The Metal Artist's Answer: When Nylon Outperforms Steel
Where Metalwork Begins
Brett Hood’s journey into metalwork began with curiosity, not career plans. In 2017, he met a shipbuilder who had welded Navy vessels for decades. That encounter opened a door he never expected. Brett picked up a Lincoln TIG welder, taught himself the craft, and blended it with the artistic instincts he’d carried his whole life. What began as experimentation quickly became a passion: exploring new materials, new techniques, and new ways to push creativity beyond its limits.
The Problem That Asked for Innovation
As his skills grew, Brett ran into a limitation that many fabricators know well. Bead rolling was central to his work, but traditional steel dies left marks on softer metals like brass, aluminum, and copper. Buying custom Delrin dies wasn’t cost-effective, but machining his own wasn’t practical either. Early experiments with PLA failed outright, and other nylon filaments proved inconsistent, even after careful drying. Brett knew what he needed, but the right material seemed out of reach. That changed when he discovered Overture Easy Nylon.
From the first successful prints, it was clear this material was different. It printed cleanly, held its geometry, and delivered the strength and consistency his work demanded. For the first time, Brett could design custom tooling on his computer and trust that it would perform in the real world. What once felt like a compromise suddenly became an advantage.

Under Force: When Overture Easy Nylon Proved Itself
The real test came under extreme pressure.Brett designed a set of angled dies and printed them in Overture Easy Nylon, then placed them into a 20-ton hydraulic press with an 18-gauge steel panel between them. Instead of cracking or deforming, the nylon held. When he pulled the die off, the imprint was perfect — sharp, clean, precise. Something that had existed only in his imagination that morning had become a reliable tool by afternoon.
That moment reshaped Brett’s approach to fabrication. A material produced on a desktop printer had endured industrial force, earning its place alongside steel in his workflow.
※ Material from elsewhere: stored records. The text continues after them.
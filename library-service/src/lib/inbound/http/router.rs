use std::sync::Arc;
use std::time::Duration;

use auth::Authenticator;
use axum::body::Body;
use axum::http::Request;
use axum::http::Response;
use axum::middleware;
use axum::routing::delete;
use axum::routing::get;
use axum::routing::patch;
use axum::routing::post;
use axum::Router;
use tower_http::cors::CorsLayer;
use tower_http::trace::TraceLayer;
use tracing::Span;

use super::handlers::authors;
use super::handlers::books;
use super::handlers::health;
use super::handlers::login::login;
use super::handlers::logout::logout;
use super::handlers::me::me;
use super::handlers::refresh::refresh;
use super::handlers::register::register;
use super::handlers::users;
use super::middleware::authenticate as auth_middleware;
use crate::author::ports::AuthorServicePort;
use crate::book::ports::BookServicePort;
use crate::user::ports::UserServicePort;

/// Shared handler state. Services are held behind their ports so tests can
/// wire in alternative implementations.
#[derive(Clone)]
pub struct AppState {
    pub user_service: Arc<dyn UserServicePort>,
    pub author_service: Arc<dyn AuthorServicePort>,
    pub book_service: Arc<dyn BookServicePort>,
    pub authenticator: Arc<Authenticator>,
    pub jwt_expiration_hours: i64,
}

pub fn create_router(state: AppState) -> Router {
    let public_routes = Router::new()
        .route("/", get(health::welcome))
        .route("/api/health", get(health::health))
        .route("/api/auth/register", post(register))
        .route("/api/auth/login", post(login));

    let protected_routes = Router::new()
        .route("/api/auth/me", get(me))
        .route("/api/auth/refresh", get(refresh))
        .route("/api/auth/logout", post(logout))
        .route("/api/authors", get(authors::list_authors))
        .route("/api/authors", post(authors::create_author))
        .route("/api/authors/:author_id", get(authors::get_author))
        .route("/api/authors/:author_id", patch(authors::update_author))
        .route("/api/authors/:author_id", delete(authors::delete_author))
        .route("/api/books", get(books::list_books))
        .route("/api/books", post(books::create_book))
        .route("/api/books/:book_id", get(books::get_book))
        .route("/api/books/:book_id", patch(books::update_book))
        .route("/api/books/:book_id", delete(books::delete_book))
        .route("/api/users", get(users::list_users))
        .route("/api/users", post(users::create_user))
        .route("/api/users/:user_id", get(users::get_user))
        .route("/api/users/:user_id", patch(users::update_user))
        .route("/api/users/:user_id", delete(users::delete_user))
        .route_layer(middleware::from_fn_with_state(
            state.clone(),
            auth_middleware,
        ));

    let trace_layer = TraceLayer::new_for_http()
        .make_span_with(|request: &Request<Body>| {
            tracing::info_span!(
                "http_request",
                method = %request.method(),
                uri = %request.uri(),
                version = ?request.version(),
            )
        })
        .on_request(|request: &Request<Body>, _span: &Span| {
            tracing::info!(
                method = %request.method(),
                uri = %request.uri(),
                "Request started"
            );
        })
        .on_response(
            |response: &Response<Body>, latency: Duration, _span: &Span| {
                tracing::info!(
                    status = response.status().as_u16(),
                    latency_ms = latency.as_millis(),
                    "Request completed"
                );
            },
        );

    Router::new()
        .merge(public_routes)
        .merge(protected_routes)
        .fallback(health::endpoint_not_found)
        .layer(trace_layer)
        .layer(CorsLayer::permissive())
        .with_state(state)
}
use axum::http::StatusCode;
use serde::Serialize;

use super::ApiError;
use super::ApiSuccess;

#[derive(Debug, Clone, PartialEq, Eq, Serialize)]
pub struct HealthData {
    pub status: &'static str,
    pub version: &'static str,
}

pub async fn welcome() -> ApiSuccess {
    ApiSuccess::with_message(
        StatusCode::OK,
        "API active",
        HealthData {
            status: "OK",
            version: env!("CARGO_PKG_VERSION"),
        },
    )
}

pub async fn health() -> ApiSuccess {
    ApiSuccess::with_message(
        StatusCode::OK,
        "API active",
        HealthData {
            status: "OK",
            version: env!("CARGO_PKG_VERSION"),
        },
    )
}

/// Router fallback: unknown routes still answer through the envelope.
pub async fn endpoint_not_found() -> ApiError {
    ApiError::NotFound("Endpoint not found".to_string())
}
use axum::extract::State;
use axum::http::StatusCode;
use axum::Json;
use serde::Deserialize;
use serde::Serialize;

use super::ApiError;
use super::ApiSuccess;
use crate::inbound::http::router::AppState;
use crate::user::errors::UserError;

/// Verify credentials and mint a bearer token.
///
/// An unknown email and a wrong password answer differently on purpose —
/// the original API exposes "Password does not match" — both as 401.
pub async fn login(
    State(state): State<AppState>,
    Json(body): Json<LoginRequestBody>,
) -> Result<ApiSuccess, ApiError> {
    let user = state
        .user_service
        .get_user_by_email(&body.email)
        .await
        .map_err(|e| match e {
            UserError::NotFound(_) => ApiError::Unauthorized("Invalid credentials".to_string()),
            _ => ApiError::from(e),
        })?;

    let claims = auth::Claims::for_user(
        user.id,
        user.email.as_str(),
        state.jwt_expiration_hours,
    );

    let result = state
        .authenticator
        .authenticate(&body.password, &user.password_hash, &claims)
        .map_err(login_error)?;

    Ok(ApiSuccess::with_message(
        StatusCode::OK,
        "Login successful",
        LoginResponseData {
            token: result.access_token,
        },
    ))
}

fn login_error(e: auth::AuthenticationError) -> ApiError {
    match e {
        auth::AuthenticationError::InvalidCredentials => {
            ApiError::Unauthorized("Password does not match".to_string())
        }
        auth::AuthenticationError::PasswordError(err) => {
            ApiError::InternalServerError(format!("Could not verify password: {}", err))
        }
        auth::AuthenticationError::JwtError(err) => {
            ApiError::InternalServerError(format!("Could not issue token: {}", err))
        }
    }
}

#[derive(Debug, Clone, PartialEq, Eq, Deserialize)]
pub struct LoginRequestBody {
    email: String,
    password: String,
}

#[derive(Debug, Clone, PartialEq, Eq, Serialize)]
pub struct LoginResponseData {
    pub token: String,
}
Designing at the Speed of Real-World Making
The impact was immediate. Brett’s workflow collapsed from days to hours. With 3D printing — especially with the dependability of Overture Easy Nylon — Brett could now prototype and print usable parts the same day he designed them. His workflow became faster, smarter, and more agile. And in many ways, Brett’s journey mirrors a larger change happening in the industry. The advantages are unmistakable: lighter tools, quicker turnaround, lower cost, and almost unlimited customization.
In many ways, Brett’s experience reflects a broader shift in fabrication. Lighter tooling, faster iteration, lower costs, and near-limitless customization are changing how work gets done. For Brett, this wasn’t a passing trend. It was a fundamental transformation. 3D printing didn’t replace metalwork — it expanded what metalwork could be.
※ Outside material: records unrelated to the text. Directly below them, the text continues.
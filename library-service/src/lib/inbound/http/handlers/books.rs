use axum::extract::Path;
use axum::extract::State;
use axum::http::StatusCode;
use axum::Json;
use chrono::DateTime;
use chrono::NaiveDate;
use chrono::Utc;
use serde::Deserialize;
use serde::Serialize;
use serde_json::Value;
use thiserror::Error;

use super::ApiError;
use super::ApiSuccess;
use crate::book::errors::BookTitleError;
use crate::domain::author::models::AuthorId;
use crate::domain::book::models::Book;
use crate::domain::book::models::BookId;
use crate::domain::book::models::BookTitle;
use crate::domain::book::models::CreateBookCommand;
use crate::domain::book::models::UpdateBookCommand;
use crate::inbound::http::router::AppState;

pub async fn list_books(State(state): State<AppState>) -> Result<ApiSuccess, ApiError> {
    let books = state
        .book_service
        .list_books()
        .await
        .map_err(ApiError::from)?;

    let data: Vec<BookData> = books.iter().map(BookData::from).collect();
    Ok(ApiSuccess::new(StatusCode::OK, data))
}

pub async fn get_book(
    State(state): State<AppState>,
    Path(book_id): Path<String>,
) -> Result<ApiSuccess, ApiError> {
    let book_id = BookId::from_string(&book_id).map_err(|e| ApiError::BadRequest(e.to_string()))?;

    let book = state
        .book_service
        .get_book(&book_id)
        .await
        .map_err(ApiError::from)?;

    Ok(ApiSuccess::with_message(
        StatusCode::OK,
        "Book found",
        BookData::from(&book),
    ))
}

pub async fn create_book(
    State(state): State<AppState>,
    Json(body): Json<CreateBookRequest>,
) -> Result<ApiSuccess, ApiError> {
    let book = state
        .book_service
        .create_book(body.try_into_command()?)
        .await
        .map_err(ApiError::from)?;

    Ok(ApiSuccess::with_message(
        StatusCode::CREATED,
        "Book created",
        BookData::from(&book),
    ))
}

pub async fn update_book(
    State(state): State<AppState>,
    Path(book_id): Path<String>,
    Json(body): Json<UpdateBookRequest>,
) -> Result<ApiSuccess, ApiError> {
    let book_id = BookId::from_string(&book_id).map_err(|e| ApiError::BadRequest(e.to_string()))?;

    let book = state
        .book_service
        .update_book(&book_id, body.try_into_command()?)
        .await
        .map_err(ApiError::from)?;

    Ok(ApiSuccess::with_message(
        StatusCode::OK,
        "Book updated",
        BookData::from(&book),
    ))
}

pub async fn delete_book(
    State(state): State<AppState>,
    Path(book_id): Path<String>,
) -> Result<ApiSuccess, ApiError> {
    let book_id = BookId::from_string(&book_id).map_err(|e| ApiError::BadRequest(e.to_string()))?;

    state
        .book_service
        .delete_book(&book_id)
        .await
        .map_err(ApiError::from)?;

    Ok(ApiSuccess::with_message(
        StatusCode::OK,
        "Book deleted",
        Value::Null,
    ))
}

fn default_available() -> bool {
    true
}

/// HTTP request body for creating a book (raw JSON)
#[derive(Debug, Clone, PartialEq, Eq, Deserialize)]
pub struct CreateBookRequest {
    title: String,
    description: Option<String>,
    published_at: Option<String>,
    #[serde(default = "default_available")]
    available: bool,
    author_id: String,
}

/// HTTP request body for a partial book update
#[derive(Debug, Clone, PartialEq, Eq, Deserialize)]
pub struct UpdateBookRequest {
    title: Option<String>,
    description: Option<String>,
    published_at: Option<String>,
    available: Option<bool>,
    author_id: Option<String>,
}

#[derive(Debug, Clone, Error)]
enum ParseBookRequestError {
    #[error("Invalid book title: {0}")]
    Title(#[from] BookTitleError),

    #[error("Invalid published_at date, expected YYYY-MM-DD: {0}")]
    PublishedAt(String),

    #[error("Invalid author id: {0}")]
    AuthorId(String),
}

fn parse_published_at(raw: &str) -> Result<NaiveDate, ParseBookRequestError> {
    NaiveDate::parse_from_str(raw, "%Y-%m-%d")
        .map_err(|e| ParseBookRequestError::PublishedAt(e.to_string()))
}

impl CreateBookRequest {
    fn try_into_command(self) -> Result<CreateBookCommand, ParseBookRequestError> {
        let title = BookTitle::new(self.title)?;
        let published_at = self
            .published_at
            .as_deref()
            .map(parse_published_at)
            .transpose()?;
        let author_id = AuthorId::from_string(&self.author_id)
            .map_err(|e| ParseBookRequestError::AuthorId(e.to_string()))?;

        Ok(CreateBookCommand {
            title,
            description: self.description,
            published_at,
            available: self.available,
            author_id,
        })
    }
}

impl UpdateBookRequest {
    fn try_into_command(self) -> Result<UpdateBookCommand, ParseBookRequestError> {
        let title = self.title.map(BookTitle::new).transpose()?;
        let published_at = self
            .published_at
            .as_deref()
            .map(parse_published_at)
            .transpose()?;
        let author_id = self
            .author_id
            .as_deref()
            .map(|raw| {
                AuthorId::from_string(raw)
                    .map_err(|e| ParseBookRequestError::AuthorId(e.to_string()))
            })
            .transpose()?;

        Ok(UpdateBookCommand {
            title,
            description: self.description,
            published_at,
            available: self.available,
            author_id,
        })
    }
}

impl From<ParseBookRequestError> for ApiError {
    fn from(err: ParseBookRequestError) -> Self {
        ApiError::UnprocessableEntity(err.to_string())
    }
}

#[derive(Debug, Clone, PartialEq, Eq, Serialize)]
pub struct BookData {
    pub id: String,
    pub title: String,
    pub description: Option<String>,
    pub published_at: Option<NaiveDate>,
    pub available: bool,
    pub author_id: String,
    pub created_at: DateTime<Utc>,
    pub updated_at: DateTime<Utc>,
}

impl From<&Book> for BookData {
    fn from(book: &Book) -> Self {
        Self {
            id: book.id.to_string(),
            title: book.title.as_str().to_string(),
            description: book.description.clone(),
            published_at: book.published_at,
            available: book.available,
            author_id: book.author_id.to_string(),
            created_at: book.created_at,
            updated_at: book.updated_at,
        }
    }
}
When Craftsmanship Inspires a Community
As Brett shared this fusion of metal and 3D printing with his 140,000 followers, the response was immediate. Traditional fabricators were surprised to see printed parts performing under real load. Makers were inspired by the speed and flexibility of the process. What they were witnessing was not a trend, but a shift. A future where tools are designed on demand, where iteration happens at the speed of ideas, and where innovation is limited less by equipment and more by imagination.
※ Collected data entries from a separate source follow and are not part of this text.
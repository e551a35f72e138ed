use axum::extract::State;
use axum::http::StatusCode;
use axum::Extension;
use serde::Serialize;

use super::ApiError;
use super::ApiSuccess;
use crate::inbound::http::middleware::AuthenticatedUser;
use crate::inbound::http::router::AppState;
use crate::user::errors::UserError;

/// Issue a fresh token for an already-verified caller.
///
/// The subject is re-resolved against the credential store: a token whose
/// user has since vanished cannot be renewed. The presented token is not
/// revoked and stays valid until its own expiry.
pub async fn refresh(
    State(state): State<AppState>,
    Extension(caller): Extension<AuthenticatedUser>,
) -> Result<ApiSuccess, ApiError> {
    let user = state
        .user_service
        .get_user(&caller.user_id)
        .await
        .map_err(|e| match e {
            UserError::NotFound(_) => ApiError::Unauthorized("Unauthorized".to_string()),
            _ => ApiError::from(e),
        })?;

    let claims = auth::Claims::for_user(
        user.id,
        user.email.as_str(),
        state.jwt_expiration_hours,
    );

    let token = state
        .authenticator
        .generate_token(&claims)
        .map_err(|e| ApiError::InternalServerError(format!("Could not issue token: {}", e)))?;

    Ok(ApiSuccess::with_message(
        StatusCode::OK,
        "Token refreshed",
        RefreshResponseData { token },
    ))
}

#[derive(Debug, Clone, PartialEq, Eq, Serialize)]
pub struct RefreshResponseData {
    pub token: String,
}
For Brett, the most rewarding moments aren’t tied to any single project. They happen each time a concept moves from design to reality, proving itself through use. Those moments reinforce his belief that progress comes from testing ideas honestly and trusting the process enough to push it further.
Creating What Comes Next
At its core, Brett’s approach is about learning through making. He treats every project as an opportunity to refine his process, challenge assumptions, and build tools that didn’t exist before. Carefully tuning print settings, testing materials under real conditions, and learning from each outcome are all part of the craft.
By combining hands-on fabrication with reliable, high-performance 3D printing, Brett demonstrates how modern makers can move faster without sacrificing quality. It’s a future where imagination and execution move side by side — and one that Overture is proud to support by giving creators the materials they need to build with confidence.